Vanetsyan shrugged off the accusations leveled against his political allies and claimed that their arrests are the latest manifestation of Pashinyan’s political persecution of his opponents. The claim was echoed by other opposition leaders.

“No citizen with opposition views is now immune to a government decision to arrest them on trumped-up charges,” Vanetsyan told reporters. “This is yet another pathetic criminal case.”

“This must be a wake-up call to all opposition forces because the authorities are thus paving the way for arresting more people on trumped-up charges, intimidating them or halting their political activities in the run-up to the upcoming elections,” he said.

Dozens of other critics of the government, including another opposition mayor, three archbishops and a billionaire businessman, have also been arrested in recent months. The authorities deny that they are political prisoners.

Opposition fears of more such arrests have been stoked by election-related support requested by Pashinyan’s administration from the European Union.
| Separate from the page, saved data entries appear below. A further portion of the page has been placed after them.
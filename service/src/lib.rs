//! # Hotspot Service
//!
//! Application shell for the hotspot portal: environment-based
//! configuration, store selection and wiring, the facade surfaces the UI
//! calls, the background reconciliation sweep, and business metrics.

pub mod app;
pub mod config;
pub mod dev;
pub mod facade;
pub mod metrics;
pub mod sweeper_task;

pub use app::{AppError, PortalApp};
pub use config::{Config, StoreBackend};
pub use facade::TicketTypeSummary;
pub use sweeper_task::spawn_sweeper;
#[cfg(test)]
#[allow(clippy::unwrap_used)]
mod tests {
    use super::*;
    use crate::memory::InMemoryTicketStore;
    use crate::types::{Money, NewTicket};
    use hotspot_testing::mocks::MockClock;

    async fn seed(store: &Arc<InMemoryTicketStore>, usernames: &[&str]) -> TicketTypeId {
        let ticket_type = store
            .find_or_create_type("BASIC", Some("24h"), None, Money::from_cents(500))
            .await
            .unwrap();
        let rows = usernames
            .iter()
            .map(|u| NewTicket {
                username: (*u).to_string(),
                password: "pw".to_string(),
                type_id: ticket_type.id,
                comment: None,
            })
            .collect();
        store.bulk_insert(rows).await.unwrap();
        ticket_type.id
    }

    fn allocator(store: &Arc<InMemoryTicketStore>, clock: &Arc<MockClock>) -> InventoryAllocator {
        InventoryAllocator::new(
            Arc::clone(store) as Arc<dyn TicketStore>,
            Arc::clone(clock) as Arc<dyn Clock>,
        )
    }

    #[tokio::test]
    async fn reserve_picks_oldest_available_first() {
        let store = Arc::new(InMemoryTicketStore::new());
        let clock = Arc::new(MockClock::default());
        let type_id = seed(&store, &["a", "b"]).await;
        let allocator = allocator(&store, &clock);

        let first = allocator
            .reserve(type_id, "buyer-1", Duration::minutes(5))
            .await
            .unwrap();
        let second = allocator
            .reserve(type_id, "buyer-2", Duration::minutes(5))
            .await
            .unwrap();

        assert_eq!(first.username, "a");
        assert_eq!(second.username, "b");
    }

    #[tokio::test]
    async fn reserve_fails_out_of_stock_when_exhausted() {
        let store = Arc::new(InMemoryTicketStore::new());
        let clock = Arc::new(MockClock::default());
        let type_id = seed(&store, &["a"]).await;
        let allocator = allocator(&store, &clock);

        allocator
            .reserve(type_id, "buyer-1", Duration::minutes(5))
            .await
            .unwrap();
        let err = allocator
            .reserve(type_id, "buyer-2", Duration::minutes(5))
            .await
            .unwrap_err();

        assert!(matches!(err, AllocError::OutOfStock { .. }));
    }

    #[tokio::test]
    async fn confirm_requires_same_claimant() {
        let store = Arc::new(InMemoryTicketStore::new());
        let clock = Arc::new(MockClock::default());
        let type_id = seed(&store, &["a"]).await;
        let allocator = allocator(&store, &clock);

        let ticket = allocator
            .reserve(type_id, "buyer-1", Duration::minutes(5))
            .await
            .unwrap();
        let err = allocator
            .confirm(ticket.id, "buyer-2", "pay-1")
            .await
            .unwrap_err();

        assert!(matches!(err, AllocError::InvalidState { .. }));

        let confirmed = allocator.confirm(ticket.id, "buyer-1", "pay-1").await.unwrap();
        assert_eq!(confirmed.state, TicketState::Sold);
        assert_eq!(confirmed.sold_to.as_deref(), Some("pay-1"));
    }

    #[tokio::test]
    async fn confirm_rejects_expired_reservation() {
        let store = Arc::new(InMemoryTicketStore::new());
        let clock = Arc::new(MockClock::default());
        let type_id = seed(&store, &["a"]).await;
        let allocator = allocator(&store, &clock);

        let ticket = allocator
            .reserve(type_id, "buyer-1", Duration::minutes(5))
            .await
            .unwrap();
        clock.advance(Duration::minutes(6));

        let err = allocator
            .confirm(ticket.id, "buyer-1", "pay-1")
            .await
            .unwrap_err();
        assert!(matches!(err, AllocError::InvalidState { .. }));
    }

    #[tokio::test]
    async fn release_returns_ticket_to_pool() {
        let store = Arc::new(InMemoryTicketStore::new());
        let clock = Arc::new(MockClock::default());
        let type_id = seed(&store, &["a"]).await;
        let allocator = allocator(&store, &clock);

        let ticket = allocator
            .reserve(type_id, "buyer-1", Duration::minutes(5))
            .await
            .unwrap();
        let released = allocator.release(ticket.id, "buyer-1").await.unwrap();

        assert_eq!(released.state, TicketState::Available);
        assert!(released.reserved_by.is_none());

        // The same ticket is immediately reservable again.
        let again = allocator
            .reserve(type_id, "buyer-2", Duration::minutes(5))
            .await
            .unwrap();
        assert_eq!(again.id, ticket.id);
    }

    #[tokio::test]
    async fn expire_stale_releases_only_lapsed_reservations() {
        let store = Arc::new(InMemoryTicketStore::new());
        let clock = Arc::new(MockClock::default());
        let type_id = seed(&store, &["a", "b"]).await;
        let allocator = allocator(&store, &clock);

        allocator
            .reserve(type_id, "buyer-1", Duration::minutes(5))
            .await
            .unwrap();
        clock.advance(Duration::minutes(3));
        allocator
            .reserve(type_id, "buyer-2", Duration::minutes(5))
            .await
            .unwrap();

        // Not expired yet.
        let released = allocator.expire_stale(clock.now()).await.unwrap();
        assert_eq!(released, 0);

        // First reservation lapses, second is still live.
        clock.advance(Duration::minutes(3));
        let released = allocator.expire_stale(clock.now()).await.unwrap();
        assert_eq!(released, 1);

        let available = store
            .list_by_type_and_state(type_id, TicketState::Available)
            .await
            .unwrap();
        assert_eq!(available.len(), 1);
        assert_eq!(available[0].username, "a");
    }

    #[tokio::test]
    async fn expire_stale_skips_concurrently_sold_tickets() {
        let store = Arc::new(InMemoryTicketStore::new());
        let clock = Arc::new(MockClock::default());
        let type_id = seed(&store, &["a"]).await;
        let allocator = allocator(&store, &clock);

        let ticket = allocator
            .reserve(type_id, "buyer-1", Duration::minutes(5))
            .await
            .unwrap();
        allocator.confirm(ticket.id, "buyer-1", "pay-1").await.unwrap();

        clock.advance(Duration::minutes(10));
        let released = allocator.expire_stale(clock.now()).await.unwrap();

        assert_eq!(released, 0);
        let sold = store.get(ticket.id).await.unwrap();
        assert_eq!(sold.state, TicketState::Sold);
    }

    #[tokio::test]
    async fn void_rejects_reserved_tickets() {
        let store = Arc::new(InMemoryTicketStore::new());
        let clock = Arc::new(MockClock::default());
        let type_id = seed(&store, &["a", "b"]).await;
        let allocator = allocator(&store, &clock);

        let reserved = allocator
            .reserve(type_id, "buyer-1", Duration::minutes(5))
            .await
            .unwrap();
        let err = allocator.void(reserved.id).await.unwrap_err();
        assert!(matches!(err, AllocError::InvalidState { .. }));

        let available = store
            .list_by_type_and_state(type_id, TicketState::Available)
            .await
            .unwrap();
        let voided = allocator.void(available[0].id).await.unwrap();
        assert_eq!(voided.state, TicketState::Void);
    }
}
EU foreign policy chief Kaja Kallas said earlier this month that he asked for the kind of “help to fight foreign malignant interference” which the EU recently provided to Moldova where two opposition parties deemed pro-Russian were barred from participating in recent parliamentary elections. Pashinyan’s detractors say the Armenian authorities too may disqualify some major opposition groups from the 2026 vote.

The Armenian Foreign Ministry insisted on December 16 that the authorities only want the EU to help them “counter potential hybrid threats” to the proper conduct of the elections. Armenian officials have still not elaborated on those threats or said publicly whether they emanate from Russia.